Ce que personne ne sait c’est que la nuit je bouffe et je me fais gerber, que j’ai plus de vrais potes, que j’ai une frange parce que c’est cool, que mes mains deviennent bleues quand il fait froid, que j’ai pas pécho depuis 6 mois parce que je suis trop occupée à entretenir ma hype de fou, que je me tape la tête contre les murs parce que mon cerveau tourne à vide, le sucre ca nourrit les neurones, mais le sucre c’est l’ennemi de ma gloire, la fin de ma destinée de Porn Star de l’amaigrissement sponsorisé.

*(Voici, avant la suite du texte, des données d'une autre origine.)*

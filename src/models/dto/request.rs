use secrecy::{ExposeSecret, SecretString};
use serde::{Serialize, Serializer};
use validator::{Validate, ValidationError};

use crate::{
    errors::{AppError, AppResult},
    models::domain::{question::Question, user::Role},
};

/// Options every authored question carries.
pub const OPTIONS_PER_QUESTION: usize = 3;
pub const MIN_PASSWORD_LEN: usize = 6;

fn expose<S: Serializer>(secret: &SecretString, serializer: S) -> Result<S::Ok, S::Error> {
    serializer.serialize_str(secret.expose_secret())
}

fn not_blank(value: &str) -> Result<(), ValidationError> {
    if value.trim().is_empty() {
        return Err(ValidationError::new("blank").with_message("must not be blank".into()));
    }
    Ok(())
}

// Secrets are checked at the struct level: field-level validators would
// need the value to be `Serialize` to attach it to the error.
fn secret_not_blank(value: &SecretString, field: &'static str) -> Result<(), ValidationError> {
    if value.expose_secret().trim().is_empty() {
        return Err(ValidationError::new(field).with_message(format!("{} must not be blank", field).into()));
    }
    Ok(())
}

fn password_strength(value: &SecretString) -> Result<(), ValidationError> {
    if value.expose_secret().chars().count() < MIN_PASSWORD_LEN {
        return Err(ValidationError::new("password_length").with_message(
            format!("password must be at least {} characters", MIN_PASSWORD_LEN).into(),
        ));
    }
    Ok(())
}

fn login_secrets(request: &LoginRequest) -> Result<(), ValidationError> {
    secret_not_blank(&request.password, "password")
}

fn register_secrets(request: &RegisterRequest) -> Result<(), ValidationError> {
    password_strength(&request.password)
}

fn reset_secrets(request: &ResetPasswordRequest) -> Result<(), ValidationError> {
    secret_not_blank(&request.token, "token")?;
    secret_not_blank(&request.new_password, "newPassword")
}

fn all_options_filled(options: &[String]) -> Result<(), ValidationError> {
    if options.iter().any(|o| o.trim().is_empty()) {
        return Err(ValidationError::new("options").with_message("every option must be filled".into()));
    }
    Ok(())
}

#[derive(Debug, Clone, Serialize, Validate)]
#[validate(schema(function = "login_secrets"))]
pub struct LoginRequest {
    #[validate(email(message = "Invalid email format"))]
    pub email: String,

    #[serde(serialize_with = "expose")]
    pub password: SecretString,
}

impl LoginRequest {
    pub fn new(email: &str, password: &str) -> Self {
        LoginRequest {
            email: email.trim().to_string(),
            password: SecretString::from(password.to_string()),
        }
    }
}

#[derive(Debug, Clone, Serialize, Validate)]
#[validate(schema(function = "register_secrets"))]
pub struct RegisterRequest {
    #[validate(length(min = 1, max = 100), custom(function = "not_blank"))]
    pub name: String,

    #[validate(email(message = "Invalid email format"))]
    pub email: String,

    #[serde(serialize_with = "expose")]
    pub password: SecretString,

    pub role: Role,
}

#[derive(Debug, Clone, Serialize, Validate)]
pub struct ForgotPasswordRequest {
    #[validate(email(message = "Invalid email format"))]
    pub email: String,
}

#[derive(Debug, Clone, Serialize, Validate)]
#[serde(rename_all = "camelCase")]
#[validate(schema(function = "reset_secrets"))]
pub struct ResetPasswordRequest {
    #[serde(serialize_with = "expose")]
    pub token: SecretString,

    #[serde(serialize_with = "expose")]
    pub new_password: SecretString,
}

#[derive(Debug, Clone, Serialize, Validate)]
#[serde(rename_all = "camelCase")]
pub struct NewCourse {
    #[validate(length(max = 200), custom(function = "not_blank"))]
    pub title: String,

    #[validate(custom(function = "not_blank"))]
    pub description: String,

    #[serde(skip_serializing_if = "Option::is_none")]
    pub instructor_id: Option<String>,

    #[validate(url)]
    #[serde(skip_serializing_if = "Option::is_none")]
    pub media_url: Option<String>,

    #[serde(skip_serializing_if = "Option::is_none")]
    pub media_type: Option<String>,
}

impl NewCourse {
    pub fn new(title: &str, description: &str) -> Self {
        NewCourse {
            title: title.trim().to_string(),
            description: description.trim().to_string(),
            instructor_id: None,
            media_url: None,
            media_type: None,
        }
    }

    pub fn with_media(mut self, url: &str, media_type: &str) -> Self {
        self.media_url = Some(url.trim().to_string());
        self.media_type = Some(media_type.to_string());
        self
    }
}

#[derive(Debug, Clone, Serialize, Validate)]
#[serde(rename_all = "camelCase")]
pub struct CourseUpdate {
    #[validate(length(max = 200), custom(function = "not_blank"))]
    pub title: String,

    #[validate(custom(function = "not_blank"))]
    pub description: String,

    #[validate(url)]
    #[serde(skip_serializing_if = "Option::is_none")]
    pub media_url: Option<String>,
}

#[derive(Debug, Clone, Serialize, Validate)]
pub struct UploadUrlRequest {
    #[validate(url)]
    pub url: String,

    #[validate(custom(function = "not_blank"))]
    pub title: String,
}

/// A question as typed into the authoring form.
#[derive(Debug, Clone, Serialize, Validate)]
pub struct QuestionDraft {
    #[validate(custom(function = "not_blank"))]
    pub prompt: String,

    #[validate(
        length(equal = 3, message = "a question needs exactly three options"),
        custom(function = "all_options_filled")
    )]
    pub options: Vec<String>,

    #[validate(custom(function = "not_blank"))]
    pub answer: String,

    #[validate(range(min = 1, message = "marks must be at least 1"))]
    pub marks: u32,
}

impl QuestionDraft {
    pub fn new(prompt: &str, options: [&str; OPTIONS_PER_QUESTION], answer: &str, marks: u32) -> Self {
        QuestionDraft {
            prompt: prompt.to_string(),
            options: options.iter().map(|o| o.to_string()).collect(),
            answer: answer.to_string(),
            marks,
        }
    }

    /// The answer must be one option verbatim, otherwise the question can
    /// never be scored as correct.
    fn check_answer(&self) -> Result<(), String> {
        if self.options.iter().any(|o| *o == self.answer) {
            Ok(())
        } else {
            Err(format!("answer '{}' is not one of the options", self.answer))
        }
    }
}

#[derive(Debug, Clone, Validate)]
pub struct NewAssessment {
    #[validate(length(max = 200), custom(function = "not_blank"))]
    pub title: String,

    #[validate(custom(function = "not_blank"))]
    pub course_id: String,

    #[validate(length(min = 1, message = "an assessment needs at least one question"))]
    pub questions: Vec<QuestionDraft>,
}

/// Wire shape of `POST /api/Assessment`: questions travel JSON-encoded.
#[derive(Debug, Clone, Serialize)]
#[serde(rename_all = "camelCase")]
pub struct AssessmentPayload {
    pub title: String,
    pub course_id: String,
    pub questions: String,
    pub max_score: u32,
}

impl NewAssessment {
    /// Field checks plus the per-question rules, reported with 1-based
    /// question numbers.
    pub fn check(&self) -> AppResult<()> {
        self.validate()?;
        for (index, question) in self.questions.iter().enumerate() {
            question
                .validate()
                .map_err(|e| AppError::ValidationFailure(format!("Q{}: {}", index + 1, e)))?;
            question
                .check_answer()
                .map_err(|e| AppError::ValidationFailure(format!("Q{}: {}", index + 1, e)))?;
        }
        Ok(())
    }

    pub fn max_score(&self) -> u32 {
        self.questions.iter().map(|q| q.marks).sum()
    }

    pub fn to_payload(&self) -> AppResult<AssessmentPayload> {
        let numbered: Vec<Question> = self
            .questions
            .iter()
            .enumerate()
            .map(|(index, draft)| Question {
                prompt: draft.prompt.clone(),
                options: draft.options.clone(),
                correct_option: draft.answer.clone(),
                points: Some(draft.marks.into()),
                number: Some(format!("Q{}", index + 1)),
            })
            .collect();

        Ok(AssessmentPayload {
            title: self.title.trim().to_string(),
            course_id: self.course_id.clone(),
            questions: serde_json::to_string(&numbered)?,
            max_score: self.max_score(),
        })
    }
}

Un jour sur le quai du RER, j’écoute un podcast santé qui parle de mon blog, et soudain tout me revient à la gueule, l’envie d’affirmer qu’un autre moi est possible, les serments avec mes potes de ne jamais être une pute à frange, mon directeur de thèse qui ventait la justesse de ma réflexion, la première fois que j’ai milité, j’ai jeté tout ca aux chiottes, en vomissant du Nutella par dessus, tout ça pour gagner des euros, des week-ends gratuits en thalasso avec trois connasses qui bloguent, je passe ma vie à boire des cocktails dégueulasses avec des agences de marketing qui veulent vendre la graisse de ma lippo au gramme, avec des gens qui puent la merde et qu’il y a un an j’aurai même pas calculé. Mon cerveau en mode colique néphrétique de la conscience, j’attrape mon lexomil de secours mais ca ne passe pas, j’ai envie de cramer mon serveur ftp, je pense à tout les gens que je hais et à qui j’ai donné raison en devenant une connasse, prend le deuxième quart de lexomil, mais toujours rien, le cœur qui s’emballe, la bouche sèche, envie d’appeler mon mec mais j’en ai plus, envie de crier maman et de me blottir contre les gens, sur mon Iphone les mails n’arrêtent pas d’arriver, propositions grotesques destinées à une nana que je ne suis pas, le RER arrive et tu ne sais pas pourquoi, t’as juste envie de sauter, de balancer ton corps diminué de moitié sur la locomotive du ROVA de 8h56, parce que tu ne sais plus comment t’en sortir, parce que tu peux pas avouer que t’es en train de reprendre du poids, et que tout va s’arrêter, tu vas redevenir la risée de ton e-quartier, parce que ta crédibilité est en train de crever, parce que tu fais une overload de merde, tu fais deux pas en avant et tu te laisses tomber.

Ci git @DariaMarx, blogueuse amaigrie,

Qui à vouloir mincir, finit aplatie,

Connasse en bikini à l’âme endolorie,

Ni fleur, ni couronne pour cette grosse bouffonne.